Authors: Воробей А.В.(1), Шулейко А.Ч.(1), Вижинис Е.И.(1), Попель Г.А.(1), Шкурин С.В.(2), Чака Д.В.(2)
(1) — Белорусская медицинская академия последипломного образования, г. Минск, Республика Беларусь
(2) — Минская областная клиническая больница, г. Минск, Республика Беларусь

Categories: Surgery

Sections: Specialist manual

print version


Summary

У статті проведено аналіз лікування пацієнта з хронічним панкреатитом і його рідкісним ускладненням — гігантською помилковою аневризмою загальної печінкової артерії. Під час операції і в ранньому післяопераційному періоді у пацієнта відзначені тяжкі ускладнення, що вимагали виконання 4 операцій. У процесі лікування застосовувалися реконструктивні втручання із застосуванням технології damage control, що дозволило досягти позитивного результату.

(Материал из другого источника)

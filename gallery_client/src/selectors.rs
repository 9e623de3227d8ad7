pub mod gallery {
    use lazy_static::lazy_static;
    use scraper::Selector;

    lazy_static! {
        pub static ref IMAGE_COUNT: Selector =
            Selector::parse("#gdd tr:nth-child(6) > td:last-child").unwrap();
        pub static ref PREVIEW_PAGE_COUNT: Selector =
            Selector::parse("table.ptt td:nth-last-child(2) > a").unwrap();
        pub static ref PREVIEWS: Selector = Selector::parse("#gdt > a").unwrap();
    }
}

pub mod image {
    use lazy_static::lazy_static;
    use scraper::Selector;

    lazy_static! {
        pub static ref URL: Selector = Selector::parse("#i3 img").unwrap();
        pub static ref LOAD_FAIL: Selector = Selector::parse("#loadfail").unwrap();
    }
}
use std::collections::BTreeMap;
use std::path::{Path, PathBuf};

use serde::{Deserialize, Serialize};

use crate::{Result, SPIDER_INFO_FILENAME};

/// Persistent per-gallery metadata: how many pages the gallery has, how its
/// preview index is paginated, and every pToken observed so far.
///
/// The record is written through to two locations, `<download_dir>/.ehviewer`
/// and `<cache_dir>/<gid>`, and read back preferring the download-dir copy.
#[derive(Debug, Clone, PartialEq, Eq, Serialize, Deserialize)]
pub struct SpiderInfo {
    pub gid: u64,
    pub token: String,
    pub pages: u32,
    pub preview_pages: u32,
    pub preview_per_page: u32,
    /// Sparse page index -> pToken map. `"failed"` marks an exhausted index.
    pub tokens: BTreeMap<u32, String>,
}

impl SpiderInfo {
    pub fn download_path(download_dir: &Path) -> PathBuf {
        download_dir.join(SPIDER_INFO_FILENAME)
    }

    pub fn cache_path(cache_dir: &Path, gid: u64) -> PathBuf {
        cache_dir.join(gid.to_string())
    }

    pub async fn read_from(path: &Path) -> Result<SpiderInfo> {
        let data = tokio::fs::read(path).await?;
        Ok(serde_json::from_slice(&data)?)
    }

    /// Load the record from the download directory, falling back to the cache
    /// directory. A missing or unreadable file and a record whose identity
    /// disagrees with `gid`/`token` both yield `None`.
    pub async fn load(
        download_dir: Option<&Path>,
        cache_dir: &Path,
        gid: u64,
        token: &str,
    ) -> Option<SpiderInfo> {
        let mut paths = Vec::new();
        if let Some(dir) = download_dir {
            paths.push(Self::download_path(dir));
        }
        paths.push(Self::cache_path(cache_dir, gid));

        for path in paths {
            match Self::read_from(&path).await {
                Ok(info) if info.gid == gid && info.token == token => return Some(info),
                Ok(info) => {
                    tracing::warn!(
                        "Discarded spider info at {}: expected gallery {}, found {}",
                        path.display(),
                        gid,
                        info.gid
                    );
                }
                Err(_) => {}
            }
        }
        None
    }

    /// Write the record to both locations. Both writes are best-effort: a
    /// failed write is logged and the spider keeps running on the in-memory
    /// copy.
    pub async fn write_through(&self, download_dir: Option<&Path>, cache_dir: &Path) {
        let mut paths = vec![Self::cache_path(cache_dir, self.gid)];
        if let Some(dir) = download_dir {
            paths.push(Self::download_path(dir));
        }

        let data = match serde_json::to_vec(self) {
            Ok(data) => data,
            Err(e) => {
                tracing::error!("Cannot serialize spider info for gallery {}: {}", self.gid, e);
                return;
            }
        };
        for path in paths {
            if let Err(e) = tokio::fs::write(&path, &data).await {
                tracing::warn!("Cannot write spider info to {}: {}", path.display(), e);
            }
        }
    }
}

В статье проведен анализ лечения пациента с хроническим панкреатитом и его редким осложнением — гигантской ложной аневризмой общей печеночной артерии. Во время операции и в раннем послеоперационном периоде у пациента отмечены тяжелые осложнения, потребовавшие выполнения 4 операций. В процессе лечения применялись реконструктивные вмешательства с применением технологии damage control, что позволило достичь положительного результата.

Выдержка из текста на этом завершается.